• _YOUR OBJECTIVE_
Write out all the data again, exactly as shown.
── INFORMATION SHOWN
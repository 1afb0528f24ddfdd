// Licensed to the Apache Software Foundation (ASF) under one
// or more contributor license agreements.  See the NOTICE file
// distributed with this work for additional information
// regarding copyright ownership.  The ASF licenses this file
// to you under the Apache License, Version 2.0 (the
// "License"); you may not use this file except in compliance
// with the License.  You may obtain a copy of the License at
//
//   http://www.apache.org/licenses/LICENSE-2.0
//
// Unless required by applicable law or agreed to in writing,
// software distributed under the License is distributed on an
// "AS IS" BASIS, WITHOUT WARRANTIES OR CONDITIONS OF ANY
// KIND, either express or implied.  See the License for the
// specific language governing permissions and limitations
// under the License.
use std::sync::Arc;

use arrow::array::{Array, ArrayRef, Float64Array, Int64Array};
use arrow::datatypes::DataType;

use super::super::spec::{NumericClass, numeric_class};
use super::super::views::{float_view, int_view};
use super::super::*;
use super::{AggKind, AggregateFunction, check_rows};

// Layout: [sum: 8 bytes][has_value: 1 byte]
const HAS_VALUE_OFFSET: usize = 8;

pub(super) struct SumAgg;

impl AggregateFunction for SumAgg {
    fn build_spec_from_type(
        &self,
        _func: &AggFunction,
        input_type: Option<&DataType>,
    ) -> Result<AggSpec, String> {
        let data_type = input_type.ok_or_else(|| "sum requires one argument".to_string())?;
        match numeric_class(data_type) {
            Some(NumericClass::Int) => Ok(AggSpec {
                kind: AggKind::SumInt,
                output_type: DataType::Int64,
                intermediate_type: DataType::Int64,
                input_cast: Some(DataType::Int64),
                count_all: false,
            }),
            Some(NumericClass::Float) => Ok(AggSpec {
                kind: AggKind::SumFloat,
                output_type: DataType::Float64,
                intermediate_type: DataType::Float64,
                input_cast: Some(DataType::Float64),
                count_all: false,
            }),
            None => Err(format!("unsupported sum input type: {:?}", data_type)),
        }
    }

    fn state_layout_for(&self, _kind: &AggKind) -> (usize, usize) {
        (16, 8)
    }

    fn build_input_view<'a>(
        &self,
        spec: &AggSpec,
        array: &'a Option<ArrayRef>,
    ) -> Result<AggInputView<'a>, String> {
        let arr = array
            .as_ref()
            .ok_or_else(|| "sum input missing".to_string())?;
        match spec.kind {
            AggKind::SumInt => Ok(AggInputView::Int(int_view(arr)?)),
            _ => Ok(AggInputView::Float(float_view(arr)?)),
        }
    }

    fn build_merge_view<'a>(
        &self,
        spec: &AggSpec,
        array: &'a Option<ArrayRef>,
    ) -> Result<AggInputView<'a>, String> {
        // Partial sums share the input representation.
        self.build_input_view(spec, array)
    }

    fn init_state(
        &self,
        _spec: &AggSpec,
        arena: &mut AggStateArena,
        at: AggStatePtr,
    ) -> Result<(), String> {
        arena.write_i64(at, 0)?;
        arena.write_flag(at + HAS_VALUE_OFFSET, false)
    }

    fn update_batch(
        &self,
        _spec: &AggSpec,
        arena: &mut AggStateArena,
        offset: usize,
        state_ptrs: &[AggStatePtr],
        input: &AggInputView,
    ) -> Result<(), String> {
        match input {
            AggInputView::Int(arr) => {
                check_rows("sum", arr.len(), state_ptrs.len())?;
                for (row, &base) in state_ptrs.iter().enumerate() {
                    if arr.is_valid(row) {
                        let at = base + offset;
                        let sum = arena.read_i64(at)?.wrapping_add(arr.value(row));
                        arena.write_i64(at, sum)?;
                        arena.write_flag(at + HAS_VALUE_OFFSET, true)?;
                    }
                }
                Ok(())
            }
            AggInputView::Float(arr) => {
                check_rows("sum", arr.len(), state_ptrs.len())?;
                for (row, &base) in state_ptrs.iter().enumerate() {
                    if arr.is_valid(row) {
                        let at = base + offset;
                        let sum = arena.read_f64(at)? + arr.value(row);
                        arena.write_f64(at, sum)?;
                        arena.write_flag(at + HAS_VALUE_OFFSET, true)?;
                    }
                }
                Ok(())
            }
            _ => Err("sum batch input type mismatch".to_string()),
        }
    }

    fn merge_batch(
        &self,
        spec: &AggSpec,
        arena: &mut AggStateArena,
        offset: usize,
        state_ptrs: &[AggStatePtr],
        input: &AggInputView,
    ) -> Result<(), String> {
        // A null partial sum carries no value, so merging is the same fold.
        self.update_batch(spec, arena, offset, state_ptrs, input)
    }

    fn build_array(
        &self,
        spec: &AggSpec,
        arena: &AggStateArena,
        offset: usize,
        group_states: &[AggStatePtr],
        _output_intermediate: bool,
    ) -> Result<ArrayRef, String> {
        match spec.kind {
            AggKind::SumInt => {
                let mut values = Vec::with_capacity(group_states.len());
                for &base in group_states {
                    let at = base + offset;
                    values.push(if arena.read_flag(at + HAS_VALUE_OFFSET)? {
                        Some(arena.read_i64(at)?)
                    } else {
                        None
                    });
                }
                Ok(Arc::new(Int64Array::from(values)))
            }
            _ => {
                let mut values = Vec::with_capacity(group_states.len());
                for &base in group_states {
                    let at = base + offset;
                    values.push(if arena.read_flag(at + HAS_VALUE_OFFSET)? {
                        Some(arena.read_f64(at)?)
                    } else {
                        None
                    });
                }
                Ok(Arc::new(Float64Array::from(values)))
            }
        }
    }
}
────
• _EXPECTED OUTPUT_
repository 1afb0528f24ddfdd
// Licensed to the Apache Software Foundation (ASF) under one
// or more contributor license agreements.  See the NOTICE file
// distributed with this work for additional information
// regarding copyright ownership.  The ASF licenses this file
// to you under the Apache License, Version 2.0 (the
// "License"); you may not use this file except in compliance
// with the License.  You may obtain a copy of the License at
//
//   http://www.apache.org/licenses/LICENSE-2.0
//
// Unless required by applicable law or agreed to in writing,
// software distributed under the License is distributed on an
// "AS IS" BASIS, WITHOUT WARRANTIES OR CONDITIONS OF ANY
// KIND, either express or implied.  See the License for the
// specific language governing permissions and limitations
// under the License.
use std::sync::Arc;

use arrow::array::{Array, ArrayRef, Float64Array, Int64Array};
use arrow::datatypes::DataType;

use super::super::spec::{NumericClass, numeric_class};
use super::super::views::{float_view, int_view};
use super::super::*;
use super::{AggKind, AggregateFunction, check_rows};

// Layout: [sum: 8 bytes][has_value: 1 byte]
const HAS_VALUE_OFFSET: usize = 8;

pub(super) struct SumAgg;

impl AggregateFunction for SumAgg {
    fn build_spec_from_type(
        &self,
        _func: &AggFunction,
        input_type: Option<&DataType>,
    ) -> Result<AggSpec, String> {
        let data_type = input_type.ok_or_else(|| "sum requires one argument".to_string())?;
        match numeric_class(data_type) {
            Some(NumericClass::Int) => Ok(AggSpec {
                kind: AggKind::SumInt,
                output_type: DataType::Int64,
                intermediate_type: DataType::Int64,
                input_cast: Some(DataType::Int64),
                count_all: false,
            }),
            Some(NumericClass::Float) => Ok(AggSpec {
                kind: AggKind::SumFloat,
                output_type: DataType::Float64,
                intermediate_type: DataType::Float64,
                input_cast: Some(DataType::Float64),
                count_all: false,
            }),
            None => Err(format!("unsupported sum input type: {:?}", data_type)),
        }
    }

    fn state_layout_for(&self, _kind: &AggKind) -> (usize, usize) {
        (16, 8)
    }

    fn build_input_view<'a>(
        &self,
        spec: &AggSpec,
        array: &'a Option<ArrayRef>,
    ) -> Result<AggInputView<'a>, String> {
        let arr = array
            .as_ref()
            .ok_or_else(|| "sum input missing".to_string())?;
        match spec.kind {
            AggKind::SumInt => Ok(AggInputView::Int(int_view(arr)?)),
            _ => Ok(AggInputView::Float(float_view(arr)?)),
        }
    }

    fn build_merge_view<'a>(
        &self,
        spec: &AggSpec,
        array: &'a Option<ArrayRef>,
    ) -> Result<AggInputView<'a>, String> {
        // Partial sums share the input representation.
        self.build_input_view(spec, array)
    }

    fn init_state(
        &self,
        _spec: &AggSpec,
        arena: &mut AggStateArena,
        at: AggStatePtr,
    ) -> Result<(), String> {
        arena.write_i64(at, 0)?;
        arena.write_flag(at + HAS_VALUE_OFFSET, false)
    }

    fn update_batch(
        &self,
        _spec: &AggSpec,
        arena: &mut AggStateArena,
        offset: usize,
        state_ptrs: &[AggStatePtr],
        input: &AggInputView,
    ) -> Result<(), String> {
        match input {
            AggInputView::Int(arr) => {
                check_rows("sum", arr.len(), state_ptrs.len())?;
                for (row, &base) in state_ptrs.iter().enumerate() {
                    if arr.is_valid(row) {
                        let at = base + offset;
                        let sum = arena.read_i64(at)?.wrapping_add(arr.value(row));
                        arena.write_i64(at, sum)?;
                        arena.write_flag(at + HAS_VALUE_OFFSET, true)?;
                    }
                }
                Ok(())
            }
            AggInputView::Float(arr) => {
                check_rows("sum", arr.len(), state_ptrs.len())?;
                for (row, &base) in state_ptrs.iter().enumerate() {
                    if arr.is_valid(row) {
                        let at = base + offset;
                        let sum = arena.read_f64(at)? + arr.value(row);
                        arena.write_f64(at, sum)?;
                        arena.write_flag(at + HAS_VALUE_OFFSET, true)?;
                    }
                }
                Ok(())
            }
            _ => Err("sum batch input type mismatch".to_string()),
        }
    }

    fn merge_batch(
        &self,
        spec: &AggSpec,
        arena: &mut AggStateArena,
        offset: usize,
        state_ptrs: &[AggStatePtr],
        input: &AggInputView,
    ) -> Result<(), String> {
        // A null partial sum carries no value, so merging is the same fold.
        self.update_batch(spec, arena, offset, state_ptrs, input)
    }

    fn build_array(
        &self,
        spec: &AggSpec,
        arena: &AggStateArena,
        offset: usize,
        group_states: &[AggStatePtr],
        _output_intermediate: bool,
    ) -> Result<ArrayRef, String> {
        match spec.kind {
            AggKind::SumInt => {
                let mut values = Vec::with_capacity(group_states.len());
                for &base in group_states {
                    let at = base + offset;
                    values.push(if arena.read_flag(at + HAS_VALUE_OFFSET)? {
                        Some(arena.read_i64(at)?)
                    } else {
                        None
                    });
                }
                Ok(Arc::new(Int64Array::from(values)))
            }
            _ => {
                let mut values = Vec::with_capacity(group_states.len());
                for &base in group_states {
                    let at = base + offset;
                    values.push(if arena.read_flag(at + HAS_VALUE_OFFSET)? {
                        Some(arena.read_f64(at)?)
                    } else {
                        None
                    });
                }
                Ok(Arc::new(Float64Array::from(values)))
            }
        }
    }
}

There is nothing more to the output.